» Exercise: Give only a number in reply. It should be how many lines in the records contain the string "gquit".

» Data provided:
━━━━━━━━━━━━━━━━

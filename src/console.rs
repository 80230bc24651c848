//! Console commands of the interactive client.
//!
//! ```
//! use chatwire::console::Command;
//!
//! let command = Command::parse("send lisi see you at  noon").unwrap();
//! assert_eq!(
//!     command,
//!     Command::Send { to: "lisi".into(), content: "see you at  noon".into() }
//! );
//! ```

use crate::error::{ChatwireError, Result};
use crate::message::{Message, RpcOutcome};

/// Help text printed by the client.
pub const USAGE: &str = "\
commands:
  send <user> <text>
  gsend <group> <text>
  gcreate <group> <m1,m2,...>
  gmembers <group>
  gjoin <group>
  gquit <group>
  quit";

/// One parsed console line.
#[derive(Debug, Clone, PartialEq, Eq)]
pub enum Command {
    Send { to: String, content: String },
    GroupSend { group: String, content: String },
    GroupCreate { group: String, members: Vec<String> },
    GroupMembers { group: String },
    GroupJoin { group: String },
    GroupQuit { group: String },
    Quit,
}

impl Command {
    /// Parse a console line. Text after the target is kept verbatim.
    pub fn parse(line: &str) -> Result<Self> {
        let (verb, rest) = split_word(line);
        match verb {
            "send" => {
                let (to, content) = target_and_text(rest, "send <user> <text>")?;
                Ok(Command::Send { to, content })
            }
            "gsend" => {
                let (group, content) = target_and_text(rest, "gsend <group> <text>")?;
                Ok(Command::GroupSend { group, content })
            }
            "gcreate" => {
                let (group, members) = split_word(rest);
                if group.is_empty() {
                    return Err(usage("gcreate <group> <m1,m2,...>"));
                }
                let members = members
                    .split(',')
                    .map(str::trim)
                    .filter(|m| !m.is_empty())
                    .map(String::from)
                    .collect();
                Ok(Command::GroupCreate {
                    group: group.to_string(),
                    members,
                })
            }
            "gmembers" => Ok(Command::GroupMembers {
                group: single_target(rest, "gmembers <group>")?,
            }),
            "gjoin" => Ok(Command::GroupJoin {
                group: single_target(rest, "gjoin <group>")?,
            }),
            "gquit" => Ok(Command::GroupQuit {
                group: single_target(rest, "gquit <group>")?,
            }),
            "quit" => Ok(Command::Quit),
            "" => Err(ChatwireError::Command("empty line".to_string())),
            other => Err(ChatwireError::Command(format!("unknown command '{}'", other))),
        }
    }

    /// Message this command sends on behalf of `identity`.
    ///
    /// `None` for `quit`. Group creation always includes `identity`.
    pub fn into_message(self, identity: &str) -> Option<Message> {
        let message = match self {
            Command::Send { to, content } => Message::chat(identity, to, content),
            Command::GroupSend { group, content } => Message::group_chat(identity, group, content),
            Command::GroupCreate { group, mut members } => {
                members.push(identity.to_string());
                Message::group_create(group, members)
            }
            Command::GroupMembers { group } => Message::group_members(group),
            Command::GroupJoin { group } => Message::group_join(identity, group),
            Command::GroupQuit { group } => Message::group_quit(identity, group),
            Command::Quit => return None,
        };
        Some(message)
    }
}

fn usage(form: &str) -> ChatwireError {
    ChatwireError::Command(format!("usage: {}", form))
}

/// First whitespace separated word and the remainder.
fn split_word(s: &str) -> (&str, &str) {
    let s = s.trim_start();
    match s.find(char::is_whitespace) {
        Some(i) => (&s[..i], s[i..].trim_start()),
        None => (s, ""),
    }
}

fn target_and_text(rest: &str, form: &str) -> Result<(String, String)> {
    let (target, text) = split_word(rest);
    let text = text.trim_end_matches(|c: char| c == '\r' || c == '\n');
    if target.is_empty() || text.is_empty() {
        return Err(usage(form));
    }
    Ok((target.to_string(), text.to_string()))
}

fn single_target(rest: &str, form: &str) -> Result<String> {
    match split_word(rest) {
        (target, "") if !target.is_empty() => Ok(target.to_string()),
        _ => Err(usage(form)),
    }
}

/// One line describing a message received from the server.
pub fn render(message: &Message) -> String {
    match message {
        Message::LoginResponse(status)
        | Message::GroupCreateResponse(status)
        | Message::GroupJoinResponse(status)
        | Message::GroupQuitResponse(status) => status.reason.clone(),
        Message::ChatResponse(resp) if resp.success => format!(
            "{}: {}",
            resp.from.as_deref().unwrap_or("?"),
            resp.content.as_deref().unwrap_or_default()
        ),
        Message::ChatResponse(resp) => resp.reason.clone(),
        Message::GroupChatResponse(resp) if resp.success => format!(
            "[{}] {}: {}",
            resp.group.as_deref().unwrap_or("?"),
            resp.from.as_deref().unwrap_or("?"),
            resp.content.as_deref().unwrap_or_default()
        ),
        Message::GroupChatResponse(resp) => resp.reason.clone(),
        Message::GroupMembersResponse(resp) if resp.success => {
            let names: Vec<&str> = resp.members.iter().map(String::as_str).collect();
            format!("members: {}", names.join(", "))
        }
        Message::GroupMembersResponse(resp) => resp.reason.clone(),
        Message::RpcResponse(resp) => match &resp.outcome {
            RpcOutcome::Value(value) => format!("call {} returned {}", resp.call_id, value),
            RpcOutcome::Exception(text) => format!("call {} failed: {}", resp.call_id, text),
        },
        other => format!("{:?}", other),
    }
}

#[cfg(test)]
mod tests {
    use super::*;
    use crate::message::{ChatResponse, GroupChatResponse, GroupMembersResponse, Status};

    #[test]
    fn test_parse_send_keeps_text_whole() {
        assert_eq!(
            Command::parse("send  lisi   hello there  world").unwrap(),
            Command::Send {
                to: "lisi".to_string(),
                content: "hello there  world".to_string()
            }
        );
        assert_eq!(
            Command::parse("gsend team lunch?\n").unwrap(),
            Command::GroupSend {
                group: "team".to_string(),
                content: "lunch?".to_string()
            }
        );
    }

    #[test]
    fn test_parse_gcreate_members() {
        assert_eq!(
            Command::parse("gcreate team lisi, wangwu,,zhaoliu").unwrap(),
            Command::GroupCreate {
                group: "team".to_string(),
                members: vec!["lisi".into(), "wangwu".into(), "zhaoliu".into()]
            }
        );
        assert_eq!(
            Command::parse("gcreate solo").unwrap(),
            Command::GroupCreate {
                group: "solo".to_string(),
                members: vec![]
            }
        );
    }

    #[test]
    fn test_parse_single_target_commands() {
        assert_eq!(
            Command::parse("gmembers team").unwrap(),
            Command::GroupMembers { group: "team".into() }
        );
        assert_eq!(
            Command::parse("gjoin team").unwrap(),
            Command::GroupJoin { group: "team".into() }
        );
        assert_eq!(
            Command::parse("gquit team").unwrap(),
            Command::GroupQuit { group: "team".into() }
        );
        assert_eq!(Command::parse("quit").unwrap(), Command::Quit);
    }

    #[test]
    fn test_parse_errors() {
        for line in ["", "   ", "send", "send lisi", "gjoin", "gjoin a b", "dance"] {
            assert!(
                matches!(Command::parse(line), Err(ChatwireError::Command(_))),
                "{:?}",
                line
            );
        }
    }

    #[test]
    fn test_into_message_uses_identity() {
        let message = Command::parse("send lisi hi").unwrap().into_message("zhangsan");
        assert_eq!(message, Some(Message::chat("zhangsan", "lisi", "hi")));

        let message = Command::parse("gcreate team lisi")
            .unwrap()
            .into_message("zhangsan");
        assert_eq!(
            message,
            Some(Message::group_create("team", ["lisi", "zhangsan"]))
        );

        assert_eq!(Command::Quit.into_message("zhangsan"), None);
    }

    #[test]
    fn test_render() {
        assert_eq!(
            render(&Message::ChatResponse(ChatResponse::delivered("lisi", "hi"))),
            "lisi: hi"
        );
        assert_eq!(
            render(&Message::GroupChatResponse(GroupChatResponse::delivered(
                "lisi", "team", "hi"
            ))),
            "[team] lisi: hi"
        );
        assert_eq!(
            render(&Message::LoginResponse(Status::fail("incorrect username or password"))),
            "incorrect username or password"
        );
        let members = GroupMembersResponse {
            success: true,
            reason: String::new(),
            members: ["b", "a"].into_iter().map(String::from).collect(),
        };
        assert_eq!(
            render(&Message::GroupMembersResponse(members)),
            "members: a, b"
        );
    }
}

━━━━━━━━━━━━━━━━

» Task response: 4